El profesional es el último responsable de gestionar las carencias y la rigidez del sistema. No es fácil y comporta una gran energía personal. Pero si no somos capaces de ejercer nuestra solidaridad hacia el sufrimiento ajeno, mejor que nos dediquemos a otra cosa. Es nuestro deber de reivindicar espacios para acompañar al enfermo teniendo la certeza de que además de nuestro conocimiento científico también aplicamos toda la humanidad que somos. Así como mejorar la asertividad al educar y poner límites. La dependencia y el desconfort generan llamadas al timbre constantes, demandas de atención continuas, pero la forma de responder hace que forme parte de cuidar o maltrato.

–¿Este baño es compartido con la habitación de al lado?

–Aquí todo se comparte. Esto es la seguridad social. No es un hotel.

–Doctor, ¿cree que podría comer algo más que un caldo vegetal? Tengo deseo de tortilla de patatas. Tengo hambre…

–Señora, en el hospital uno viene a curarse, no a comer. Y dando media vuelta, todavía la lleva y desaparece.

–El drenaje ha migrado. Esta tarde bajarás a quirófano para sacarlo. Mañana te pondrán otro por fuera. Cuando te recuperes haremos la embolización. Tienes que tener paciencia, a veces las cosas no salen a la primera.

–Doctor, ¿y el tumor?

Se encoge de hombros, me da una palmadita en el pie y dice… ya veremos. Marcha en silencio.

Dentro de mí queda un agujero lleno de miedo que tendré que gestionar con las sábanas y la almohada.

Cuando el enfermo no se siente comprendido, dirige toda su frustración e impotencia hacia el profesional. Creo que lo vivimos con demasiada frecuencia. Reflexionamos, pues, cómo podemos hacer un sistema más amable, más empático y educador hacia el enfermo y la familia. Donde todo el mundo salga ganando, enfermo y profesional.

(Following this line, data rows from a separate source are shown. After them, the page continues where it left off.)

//! Trigger gateway — manual, cron and webhook triggers start runs here.
//!
//! Numbering happens under the shared [`RecordLock`] so concurrent triggers
//! (and concurrent edits of the same record) never share a run/build number.
//! Each accepted trigger gets its own task and its own cancellation token,
//! registered before the run/build is first stored and until the executor
//! returns.

use std::collections::{BTreeMap, HashMap};
use std::sync::{Arc, Mutex, PoisonError};

use chrono::Utc;
use serde::Deserialize;
use tokio_util::sync::CancellationToken;
use tokio_util::task::TaskTracker;

use crate::error::{CicdError, Result};
use crate::events::lifecycle::LifecycleEvent;
use crate::models::freestyle::{
    FreestyleBuild, FreestyleBuildStep, FreestyleJob, JobParameter, ParameterKind,
};
use crate::models::pipeline::{JobRun, Pipeline, PipelineRun, PipelineTrigger};
use crate::models::{JobStatus, RunStatus, TriggerInfo};
use crate::services::freestyle_executor::FreestyleExecutor;
use crate::services::notification::NotificationDispatcher;
use crate::services::pipeline_executor::PipelineExecutor;
use crate::services::signature;
use crate::storage::{Bucket, KvStore, KvStoreExt, RecordLock};

/// Inbound pipeline webhook body.
#[derive(Debug, Clone, Default, Deserialize)]
pub struct PipelineWebhookPayload {
    #[serde(default, rename = "ref")]
    pub git_ref: Option<String>,
    #[serde(default)]
    pub branch: Option<String>,
    #[serde(default)]
    pub commit: Option<String>,
    #[serde(default)]
    pub message: Option<String>,
    #[serde(default)]
    pub author: Option<String>,
    #[serde(default)]
    pub variables: BTreeMap<String, String>,
}

impl PipelineWebhookPayload {
    /// Branch as given, or derived from a `refs/heads/` ref.
    pub fn branch_name(&self) -> Option<String> {
        self.branch.clone().filter(|b| !b.is_empty()).or_else(|| {
            self.git_ref
                .as_deref()
                .and_then(|r| r.strip_prefix("refs/heads/"))
                .map(str::to_string)
        })
    }

    /// Payload variables plus the `WEBHOOK_*` convenience set.
    pub fn variables(&self) -> BTreeMap<String, String> {
        let mut vars = self.variables.clone();
        let fields = [
            ("WEBHOOK_REF", self.git_ref.clone()),
            ("WEBHOOK_BRANCH", self.branch_name()),
            ("WEBHOOK_COMMIT", self.commit.clone()),
            ("WEBHOOK_MESSAGE", self.message.clone()),
            ("WEBHOOK_AUTHOR", self.author.clone()),
        ];
        for (name, value) in fields {
            if let Some(v) = value.filter(|v| !v.is_empty()) {
                vars.insert(name.to_string(), v);
            }
        }
        vars
    }

    fn reference(&self) -> String {
        self.git_ref
            .clone()
            .or_else(|| self.branch.clone())
            .filter(|r| !r.is_empty())
            .unwrap_or_else(|| "webhook".to_string())
    }
}

/// Inbound freestyle webhook body. Non-string values are stringified.
#[derive(Debug, Clone, Default, Deserialize)]
pub struct FreestyleWebhookPayload {
    #[serde(default)]
    pub parameters: BTreeMap<String, serde_json::Value>,
}

impl FreestyleWebhookPayload {
    pub fn parameters(&self) -> BTreeMap<String, String> {
        self.parameters
            .iter()
            .map(|(k, v)| {
                let value = match v {
                    serde_json::Value::String(s) => s.clone(),
                    serde_json::Value::Null => String::new(),
                    other => other.to_string(),
                };
                (k.clone(), value)
            })
            .collect()
    }
}

fn parse_body<T: for<'de> Deserialize<'de> + Default>(body: &[u8]) -> Result<T> {
    if body.iter().all(u8::is_ascii_whitespace) {
        return Ok(T::default());
    }
    serde_json::from_slice(body)
        .map_err(|e| CicdError::Validation(format!("invalid webhook payload: {e}")))
}

/// Resolve typed parameters against declared defaults, required flags and choices.
///
/// Values for undeclared names pass through untouched.
pub fn resolve_parameters(
    declared: &[JobParameter],
    provided: &BTreeMap<String, String>,
) -> Result<BTreeMap<String, String>> {
    let mut resolved = provided.clone();
    for param in declared {
        let value = provided
            .get(&param.name)
            .filter(|v| !v.is_empty())
            .cloned()
            .or_else(|| param.default.clone().filter(|v| !v.is_empty()));

        let value = match (param.kind, value) {
            (_, None) if param.required => {
                return Err(CicdError::Validation(format!(
                    "parameter '{}' is required",
                    param.name
                )));
            }
            (ParameterKind::Bool, None) => "false".to_string(),
            (ParameterKind::Choice, None) => param.choices.first().cloned().unwrap_or_default(),
            (ParameterKind::String, None) => String::new(),
            (ParameterKind::Bool, Some(v)) => match v.trim().to_ascii_lowercase().as_str() {
                "true" | "1" | "yes" | "on" => "true".to_string(),
                "false" | "0" | "no" | "off" => "false".to_string(),
                _ => {
                    return Err(CicdError::Validation(format!(
                        "parameter '{}' must be a boolean, got '{v}'",
                        param.name
                    )));
                }
            },
            (ParameterKind::Choice, Some(v)) => {
                if !param.choices.iter().any(|c| c == &v) {
                    return Err(CicdError::Validation(format!(
                        "parameter '{}' must be one of [{}], got '{v}'",
                        param.name,
                        param.choices.join(", ")
                    )));
                }
                v
            }
            (ParameterKind::String, Some(v)) => v,
        };
        resolved.insert(param.name.clone(), value);
    }
    Ok(resolved)
}

type ActiveRegistry = Arc<Mutex<HashMap<String, CancellationToken>>>;

pub struct TriggerGateway {
    store: Arc<dyn KvStore>,
    pipelines: Arc<PipelineExecutor>,
    freestyle: Arc<FreestyleExecutor>,
    notifier: Arc<NotificationDispatcher>,
    records: RecordLock,
    active: ActiveRegistry,
    tracker: TaskTracker,
}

Es curioso cómo el lenguaje bélico nos acompaña en la enfermedad. Todo el mundo habla de lucha, de ganar la guerra a pesar de que se pierdan batallas… Personalmente, esta visión me ha dificultado la forma de gestionar la enfermedad. Vivir la enfermedad como una guerra, implica inconscientemente un estado de alerta, de estrés mantenido, de fuga, que lejos de construir estrategias, a menudo te paraliza. La enfermedad no es una guerra. Es una compañera de vida, incómoda. Es cambio y posibilidad. Conlleva tristeza, pérdida y sufrimiento. Te desorienta. Pero también ofrece unas nuevas gafas con las que mirar al mundo, grandes aprendizajes, capacidades desconocidas y amor incondicional.

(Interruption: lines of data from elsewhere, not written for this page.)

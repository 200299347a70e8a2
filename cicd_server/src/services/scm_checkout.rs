//! Git clone/fetch over a [`RemoteSession`].
//!
//! Everything runs on the build's checkout host through the session, so the
//! same code serves remote hosts and `local` builds. HTTPS credentials are
//! injected into the clone URL; SSH keys are loaded into a throwaway agent
//! for the duration of one clone.

use std::time::Duration;

use tokio_util::sync::CancellationToken;

use crate::error::{CicdError, Result};
use crate::models::freestyle::ScmConfig;
use crate::models::host::GitAuth;
use crate::services::output_stream::OutputSink;
use crate::services::remote_session::{shell_quote, CommandSpec, RemoteSession};

/// Per-command deadline for clone/fetch.
const GIT_TIMEOUT: Duration = Duration::from_secs(600);

#[derive(Debug, Clone)]
pub struct CheckoutRequest<'a> {
    pub job_name: &'a str,
    pub build_number: u64,
    pub scm: &'a ScmConfig,
    /// Decrypted credential per repository, same order as `scm.repositories`.
    pub credentials: Vec<Option<GitAuth>>,
    pub workspace_root: &'a str,
}

#[derive(Debug, Clone, PartialEq, Eq)]
pub struct CheckoutResult {
    pub workspace: String,
    pub commit: String,
    pub branch: String,
}

/// `<root>/<job>/<build-number>` with the job name made path-safe.
pub fn workspace_path(root: &str, job_name: &str, build_number: u64) -> String {
    let job: String = job_name
        .chars()
        .map(|c| if c.is_ascii_alphanumeric() || "._-".contains(c) { c } else { '-' })
        .collect();
    format!("{}/{}/{}", root.trim_end_matches('/'), job, build_number)
}

/// `*/main`, `refs/heads/main`, `origin/main` and `main` all mean `main`.
pub fn normalize_branch(spec: &str) -> Option<String> {
    let mut b = spec.trim();
    for prefix in ["*/", "refs/heads/", "origin/"] {
        if let Some(rest) = b.strip_prefix(prefix) {
            b = rest;
        }
    }
    if b.is_empty() || b == "*" {
        None
    } else {
        Some(b.to_string())
    }
}

/// Directory name a repository clones into when it is not the first one.
pub fn repo_dir_name(url: &str) -> String {
    let trimmed = url.trim_end_matches('/');
    let base = trimmed
        .rsplit(['/', ':'])
        .next()
        .unwrap_or(trimmed);
    let base = base.strip_suffix(".git").unwrap_or(base);
    if base.is_empty() {
        "repo".to_string()
    } else {
        base.to_string()
    }
}

/// Inject token/password credentials into an HTTP(S) URL.
pub fn authenticated_url(url: &str, auth: Option<&GitAuth>) -> Result<String> {
    let (user, secret) = match auth {
        Some(GitAuth::Token { username, token }) if username.is_empty() => (token.as_str(), None),
        Some(GitAuth::Token { username, token }) => (username.as_str(), Some(token.as_str())),
        Some(GitAuth::Password { username, password }) => (username.as_str(), Some(password.as_str())),
        Some(GitAuth::SshKey { .. }) | None => return Ok(url.to_string()),
    };
    let mut parsed = url::Url::parse(url)
        .map_err(|e| CicdError::Validation(format!("repository url '{url}' is not a URL: {e}")))?;
    if !matches!(parsed.scheme(), "http" | "https") {
        return Err(CicdError::Validation(format!(
            "token/password credentials need an http(s) url, got '{url}'"
        )));
    }
    parsed
        .set_username(user)
        .map_err(|_| CicdError::Validation(format!("cannot set credentials on '{url}'")))?;
    parsed
        .set_password(secret)
        .map_err(|_| CicdError::Validation(format!("cannot set credentials on '{url}'")))?;
    Ok(parsed.to_string())
}

/// Sink that blanks out credentials before forwarding.
struct MaskingSink<'a> {
    inner: &'a dyn OutputSink,
    secrets: Vec<String>,
}

impl MaskingSink<'_> {
    fn mask(&self, text: &str) -> String {
        let mut out = text.to_string();
        for s in &self.secrets {
            out = out.replace(s.as_str(), "****");
        }
        out
    }
}

impl OutputSink for MaskingSink<'_> {
    fn write(&self, chunk: &[u8]) {
        if self.secrets.is_empty() {
            self.inner.write(chunk);
            return;
        }
        let masked = self.mask(&String::from_utf8_lossy(chunk));
        self.inner.write(masked.as_bytes());
    }
}

fn secrets_of(auth: Option<&GitAuth>) -> Vec<String> {
    let raw = match auth {
        Some(GitAuth::Token { token, .. }) => vec![token.clone()],
        Some(GitAuth::Password { password, .. }) => vec![
            password.clone(),
            url::form_urlencoded::byte_serialize(password.as_bytes()).collect(),
        ],
        Some(GitAuth::SshKey { passphrase, .. }) => vec![passphrase.clone()],
        None => vec![],
    };
    raw.into_iter().filter(|s| s.len() >= 4).collect()
}

/// Shell for cloning or refreshing one repository into `dir`.
fn repo_script(url: &str, dir: &str, scm: &ScmConfig, branch: Option<&str>) -> String {
    let q_url = shell_quote(url);
    let q_dir = shell_quote(dir);

    let mut clone = String::from("git clone");
    if let Some(depth) = scm.depth.filter(|d| *d > 0) {
        clone.push_str(&format!(" --depth {depth} --no-single-branch"));
    }
    if scm.submodules {
        clone.push_str(" --recurse-submodules");
    }
    clone.push_str(&format!(" {q_url} {q_dir}"));

    let mut fetch = format!("git -C {q_dir} remote set-url origin {q_url} && git -C {q_dir} fetch --prune origin");
    if let Some(depth) = scm.depth.filter(|d| *d > 0) {
        fetch.push_str(&format!(" --depth {depth}"));
    }

    let mut script = format!(
        "if [ -d {q_dir}/.git ]; then {fetch}; else {clone}; fi",
    );
    match branch {
        Some(b) => {
            let q_branch = shell_quote(b);
            let q_remote = shell_quote(&format!("origin/{b}"));
            script.push_str(&format!(
                " && git -C {q_dir} checkout -B {q_branch} {q_remote}"
            ));
        }
        None => script.push_str(&format!(
            " && (git -C {q_dir} merge --ff-only @{{u}} >/dev/null 2>&1 || true)"
        )),
    }
    if scm.submodules {
        script.push_str(&format!(" && git -C {q_dir} submodule update --init --recursive"));
    }
    script
}

/// Wrap `inner` so it runs with the key loaded into a private ssh-agent.
fn with_ssh_agent(inner: &str, private_key: &str, passphrase: &str) -> String {
    let mut key = private_key.to_string();
    if !key.ends_with('\n') {
        key.push('\n');
    }
    let mut script = String::from(
        "set -e; umask 077; KEYFILE=$(mktemp); ASKFILE=$(mktemp); \
         trap 'rm -f \"$KEYFILE\" \"$ASKFILE\"; [ -n \"$SSH_AGENT_PID\" ] && kill \"$SSH_AGENT_PID\" >/dev/null 2>&1' EXIT; ",
    );
    script.push_str(&format!("printf '%s' {} > \"$KEYFILE\"; ", shell_quote(&key)));
    script.push_str("eval \"$(ssh-agent -s)\" >/dev/null; ");
    if passphrase.is_empty() {
        script.push_str("ssh-add \"$KEYFILE\" </dev/null >/dev/null 2>&1; ");
    } else {
        script.push_str(&format!(
            "printf '#!/bin/sh\\nprintf \"%%s\\\\n\" %s\\n' {} > \"$ASKFILE\"; chmod 700 \"$ASKFILE\"; \
             DISPLAY=:0 SSH_ASKPASS=\"$ASKFILE\" SSH_ASKPASS_REQUIRE=force ssh-add \"$KEYFILE\" </dev/null >/dev/null 2>&1; ",
            shell_quote(&shell_quote(passphrase))
        ));
    }
    script.push_str(
        "export GIT_SSH_COMMAND='ssh -o StrictHostKeyChecking=no -o UserKnownHostsFile=/dev/null'; ",
    );
    script.push_str(inner);
    script
}

/// Clone or refresh every configured repository into the build workspace.
pub async fn checkout(
    session: &dyn RemoteSession,
    req: &CheckoutRequest<'_>,
    sink: &dyn OutputSink,
    cancel: &CancellationToken,
) -> Result<CheckoutResult> {
    if req.scm.repositories.is_empty() {
        return Err(CicdError::Validation(
            "scm config has no repositories".to_string(),
        ));
    }
    let workspace = workspace_path(req.workspace_root, req.job_name, req.build_number);
    let branch = normalize_branch(&req.scm.branch);

    let mut prep = String::new();
    if req.scm.clean_before {
        prep.push_str(&format!("rm -rf {} && ", shell_quote(&workspace)));
    }
    prep.push_str(&format!("mkdir -p {}", shell_quote(&workspace)));
    sink.write(format!("==> Preparing workspace {workspace}\n").as_bytes());
    run_checked(session, &prep, sink, cancel, "workspace setup").await?;

    for (index, repo) in req.scm.repositories.iter().enumerate() {
        let auth = req.credentials.get(index).and_then(Option::as_ref);
        let dir = if index == 0 {
            workspace.clone()
        } else {
            format!("{}/{}", workspace, repo_dir_name(&repo.url))
        };
        let url = authenticated_url(&repo.url, auth)?;
        let inner = repo_script(&url, &dir, req.scm, branch.as_deref());
        let script = match auth {
            Some(GitAuth::SshKey {
                private_key,
                passphrase,
            }) => with_ssh_agent(&inner, private_key, passphrase),
            _ => inner,
        };

        let masked = MaskingSink {
            inner: sink,
            secrets: secrets_of(auth),
        };
        masked.write(format!("==> Checking out {} into {}\n", repo.url, dir).as_bytes());
        tracing::info!(repo = %repo.url, dir = %dir, branch = ?branch, "Checking out repository");
        run_checked(session, &script, &masked, cancel, "git checkout").await?;
    }

    let head = read_back(session, &workspace, "git rev-parse HEAD", cancel).await?;
    let current = read_back(session, &workspace, "git rev-parse --abbrev-ref HEAD", cancel).await?;
    let branch_name = match (current.as_str(), &branch) {
        ("HEAD", Some(b)) => b.clone(),
        _ => current,
    };
    sink.write(format!("==> HEAD {head} ({branch_name})\n").as_bytes());

    Ok(CheckoutResult {
        workspace,
        commit: head,
        branch: branch_name,
    })
}

async fn run_checked(
    session: &dyn RemoteSession,
    script: &str,
    sink: &dyn OutputSink,
    cancel: &CancellationToken,
    what: &str,
) -> Result<()> {
    let spec = CommandSpec::new(script, GIT_TIMEOUT);
    let code = session.run_streaming(&spec, sink, cancel).await?;
    if code != 0 {
        return Err(CicdError::Session(format!("{what} failed with exit code {code}")));
    }
    Ok(())
}

async fn read_back(
    session: &dyn RemoteSession,
    dir: &str,
    command: &str,
    cancel: &CancellationToken,
) -> Result<String> {
    let mut spec = CommandSpec::new(command, Duration::from_secs(30));
    spec.workdir = Some(dir.to_string());
    let out = session.run(&spec, cancel).await?;
    if !out.success() {
        return Err(CicdError::Session(format!(
            "`{command}` failed: {}",
            out.stderr_text()
        )));
    }
    Ok(out.stdout_text())
}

Deseo que esto que escribo no se contemple como una crítica al personal sanitario sino como una reflexión que invita a cambiar ciertas actitudes indeseables que desprestigían un valioso sistema sanitario. A todo el mundo le puede pasar cualquier cosa, cualquiera. El dios de la pérdida, el dios de las pequeñas cosas. Siempre las pequeñas cosas marcan la diferencia y pueden dirigirnos, o no, hacia la excelencia.